Directions = Could you set down the lines below, from the one containing "fn seek_area(&self) ->" through the final line, exactly as written?

Saved entries =
----

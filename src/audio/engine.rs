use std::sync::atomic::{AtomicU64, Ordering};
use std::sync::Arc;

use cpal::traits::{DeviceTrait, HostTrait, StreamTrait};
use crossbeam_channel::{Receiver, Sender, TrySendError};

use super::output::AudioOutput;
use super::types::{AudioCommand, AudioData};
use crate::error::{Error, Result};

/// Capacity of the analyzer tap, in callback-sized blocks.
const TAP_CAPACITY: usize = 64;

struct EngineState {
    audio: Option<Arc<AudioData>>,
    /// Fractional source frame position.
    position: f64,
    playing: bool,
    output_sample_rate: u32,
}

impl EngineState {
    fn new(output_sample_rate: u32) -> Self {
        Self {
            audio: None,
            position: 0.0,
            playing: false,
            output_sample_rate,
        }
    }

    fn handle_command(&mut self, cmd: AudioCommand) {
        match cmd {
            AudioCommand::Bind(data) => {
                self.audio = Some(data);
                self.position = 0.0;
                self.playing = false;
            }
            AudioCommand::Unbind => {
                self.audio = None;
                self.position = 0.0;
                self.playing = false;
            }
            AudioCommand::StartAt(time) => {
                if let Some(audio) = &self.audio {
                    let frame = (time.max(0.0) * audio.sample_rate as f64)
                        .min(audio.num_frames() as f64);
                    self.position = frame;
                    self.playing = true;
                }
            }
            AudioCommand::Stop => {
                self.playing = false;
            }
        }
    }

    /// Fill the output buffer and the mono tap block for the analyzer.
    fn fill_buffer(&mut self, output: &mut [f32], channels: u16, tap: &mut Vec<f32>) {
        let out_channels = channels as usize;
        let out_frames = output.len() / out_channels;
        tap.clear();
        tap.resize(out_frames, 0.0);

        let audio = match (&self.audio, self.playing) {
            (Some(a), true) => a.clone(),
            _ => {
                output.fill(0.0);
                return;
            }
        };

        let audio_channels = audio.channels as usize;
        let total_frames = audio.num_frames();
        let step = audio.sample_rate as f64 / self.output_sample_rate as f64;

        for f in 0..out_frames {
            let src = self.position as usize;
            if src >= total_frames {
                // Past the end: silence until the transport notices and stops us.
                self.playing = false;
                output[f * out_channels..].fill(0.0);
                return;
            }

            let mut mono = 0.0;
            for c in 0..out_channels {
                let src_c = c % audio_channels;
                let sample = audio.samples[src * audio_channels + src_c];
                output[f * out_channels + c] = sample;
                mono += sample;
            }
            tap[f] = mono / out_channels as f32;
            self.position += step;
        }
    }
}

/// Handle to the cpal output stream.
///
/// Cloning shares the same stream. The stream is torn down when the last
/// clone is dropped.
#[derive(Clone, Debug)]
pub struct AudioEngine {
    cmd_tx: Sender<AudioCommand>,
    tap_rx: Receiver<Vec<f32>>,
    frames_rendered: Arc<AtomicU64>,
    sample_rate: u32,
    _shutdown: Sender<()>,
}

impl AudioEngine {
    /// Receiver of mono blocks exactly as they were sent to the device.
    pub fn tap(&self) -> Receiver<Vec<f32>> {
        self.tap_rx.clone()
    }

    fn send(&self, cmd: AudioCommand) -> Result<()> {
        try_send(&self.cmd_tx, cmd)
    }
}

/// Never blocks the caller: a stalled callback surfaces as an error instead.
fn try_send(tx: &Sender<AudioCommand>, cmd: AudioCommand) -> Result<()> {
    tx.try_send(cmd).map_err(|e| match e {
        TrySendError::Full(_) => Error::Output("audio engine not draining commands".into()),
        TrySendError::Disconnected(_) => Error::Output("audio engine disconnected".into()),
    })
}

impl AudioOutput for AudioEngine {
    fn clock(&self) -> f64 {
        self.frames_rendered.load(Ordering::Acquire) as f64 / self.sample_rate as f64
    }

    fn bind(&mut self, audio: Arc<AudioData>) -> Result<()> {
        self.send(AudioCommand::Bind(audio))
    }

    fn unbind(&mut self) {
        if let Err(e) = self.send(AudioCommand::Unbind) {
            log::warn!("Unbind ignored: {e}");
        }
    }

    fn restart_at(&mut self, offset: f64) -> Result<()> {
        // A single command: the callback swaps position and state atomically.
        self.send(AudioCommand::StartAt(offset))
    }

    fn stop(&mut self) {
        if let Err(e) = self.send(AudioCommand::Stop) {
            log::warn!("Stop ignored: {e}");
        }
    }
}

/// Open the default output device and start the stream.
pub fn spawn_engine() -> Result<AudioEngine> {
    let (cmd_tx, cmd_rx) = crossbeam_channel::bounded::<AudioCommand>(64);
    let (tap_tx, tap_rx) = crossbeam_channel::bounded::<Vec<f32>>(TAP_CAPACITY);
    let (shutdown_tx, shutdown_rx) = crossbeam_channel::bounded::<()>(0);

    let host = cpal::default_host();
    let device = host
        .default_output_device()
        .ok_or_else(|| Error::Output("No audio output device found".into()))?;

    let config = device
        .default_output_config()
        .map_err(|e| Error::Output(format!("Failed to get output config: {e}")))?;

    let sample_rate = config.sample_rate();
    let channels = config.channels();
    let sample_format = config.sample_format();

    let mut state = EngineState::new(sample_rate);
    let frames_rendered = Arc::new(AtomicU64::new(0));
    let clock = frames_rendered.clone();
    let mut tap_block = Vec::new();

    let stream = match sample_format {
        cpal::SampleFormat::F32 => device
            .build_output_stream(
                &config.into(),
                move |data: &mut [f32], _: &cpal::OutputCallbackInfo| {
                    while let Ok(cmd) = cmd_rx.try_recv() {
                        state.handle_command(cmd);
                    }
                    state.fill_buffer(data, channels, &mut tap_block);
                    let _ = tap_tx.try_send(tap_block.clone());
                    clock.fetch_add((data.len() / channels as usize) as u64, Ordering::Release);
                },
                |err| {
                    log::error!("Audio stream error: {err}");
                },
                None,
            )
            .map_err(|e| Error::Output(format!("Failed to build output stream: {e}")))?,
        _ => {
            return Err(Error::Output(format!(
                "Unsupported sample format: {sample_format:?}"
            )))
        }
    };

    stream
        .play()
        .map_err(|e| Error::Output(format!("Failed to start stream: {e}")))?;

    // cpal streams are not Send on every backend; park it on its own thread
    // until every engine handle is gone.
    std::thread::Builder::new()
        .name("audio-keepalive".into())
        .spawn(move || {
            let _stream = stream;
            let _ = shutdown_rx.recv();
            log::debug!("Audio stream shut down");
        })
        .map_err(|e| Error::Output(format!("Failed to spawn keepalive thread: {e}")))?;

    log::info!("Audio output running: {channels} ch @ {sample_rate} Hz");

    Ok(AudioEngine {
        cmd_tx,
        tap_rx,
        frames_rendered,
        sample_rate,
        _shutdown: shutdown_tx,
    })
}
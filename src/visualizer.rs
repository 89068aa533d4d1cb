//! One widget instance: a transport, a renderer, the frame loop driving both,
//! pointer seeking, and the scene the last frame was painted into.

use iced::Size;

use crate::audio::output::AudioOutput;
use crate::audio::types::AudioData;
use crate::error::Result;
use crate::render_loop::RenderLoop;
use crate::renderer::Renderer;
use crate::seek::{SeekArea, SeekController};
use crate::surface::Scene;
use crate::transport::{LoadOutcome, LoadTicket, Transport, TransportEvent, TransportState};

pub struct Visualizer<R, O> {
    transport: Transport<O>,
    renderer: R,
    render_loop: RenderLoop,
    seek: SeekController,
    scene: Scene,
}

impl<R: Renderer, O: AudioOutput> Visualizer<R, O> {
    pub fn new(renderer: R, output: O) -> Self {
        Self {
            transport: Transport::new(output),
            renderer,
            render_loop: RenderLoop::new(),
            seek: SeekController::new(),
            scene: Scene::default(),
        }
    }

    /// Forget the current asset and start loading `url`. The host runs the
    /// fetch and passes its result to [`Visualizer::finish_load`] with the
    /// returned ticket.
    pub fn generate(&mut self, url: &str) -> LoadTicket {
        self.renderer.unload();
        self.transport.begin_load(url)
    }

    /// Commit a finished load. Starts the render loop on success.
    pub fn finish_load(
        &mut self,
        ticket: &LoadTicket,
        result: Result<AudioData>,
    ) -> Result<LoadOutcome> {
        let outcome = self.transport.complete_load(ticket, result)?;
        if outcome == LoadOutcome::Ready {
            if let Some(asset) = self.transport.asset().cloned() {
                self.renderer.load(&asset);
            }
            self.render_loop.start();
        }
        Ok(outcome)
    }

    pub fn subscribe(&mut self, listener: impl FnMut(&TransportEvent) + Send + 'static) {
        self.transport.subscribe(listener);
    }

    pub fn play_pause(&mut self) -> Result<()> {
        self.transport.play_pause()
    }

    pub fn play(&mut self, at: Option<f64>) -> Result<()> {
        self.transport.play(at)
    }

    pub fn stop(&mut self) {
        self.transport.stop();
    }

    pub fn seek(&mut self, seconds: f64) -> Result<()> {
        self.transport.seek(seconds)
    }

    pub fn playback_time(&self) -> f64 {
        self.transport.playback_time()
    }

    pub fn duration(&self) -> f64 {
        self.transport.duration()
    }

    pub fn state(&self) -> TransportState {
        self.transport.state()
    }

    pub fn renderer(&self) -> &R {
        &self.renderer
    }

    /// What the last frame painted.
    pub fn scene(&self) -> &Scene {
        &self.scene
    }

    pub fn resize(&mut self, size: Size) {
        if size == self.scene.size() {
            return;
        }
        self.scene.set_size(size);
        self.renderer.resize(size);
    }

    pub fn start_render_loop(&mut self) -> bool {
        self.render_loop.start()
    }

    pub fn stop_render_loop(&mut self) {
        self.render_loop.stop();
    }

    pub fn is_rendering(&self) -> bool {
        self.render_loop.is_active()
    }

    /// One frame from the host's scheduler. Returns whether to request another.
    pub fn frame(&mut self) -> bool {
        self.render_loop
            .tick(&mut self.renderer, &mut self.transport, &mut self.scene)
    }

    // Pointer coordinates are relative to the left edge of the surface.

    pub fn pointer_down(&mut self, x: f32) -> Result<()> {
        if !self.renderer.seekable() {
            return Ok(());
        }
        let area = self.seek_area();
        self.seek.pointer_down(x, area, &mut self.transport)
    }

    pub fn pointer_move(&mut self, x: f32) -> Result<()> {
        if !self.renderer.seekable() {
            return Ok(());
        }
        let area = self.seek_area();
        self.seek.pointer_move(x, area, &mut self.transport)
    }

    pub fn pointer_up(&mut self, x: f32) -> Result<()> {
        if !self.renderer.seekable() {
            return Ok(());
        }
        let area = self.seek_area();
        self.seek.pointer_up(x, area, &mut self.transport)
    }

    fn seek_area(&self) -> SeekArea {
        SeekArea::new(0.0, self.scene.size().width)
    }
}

----

Completed task =
    fn seek_area(&self) -> SeekArea {
        SeekArea::new(0.0, self.scene.size().width)
    }
}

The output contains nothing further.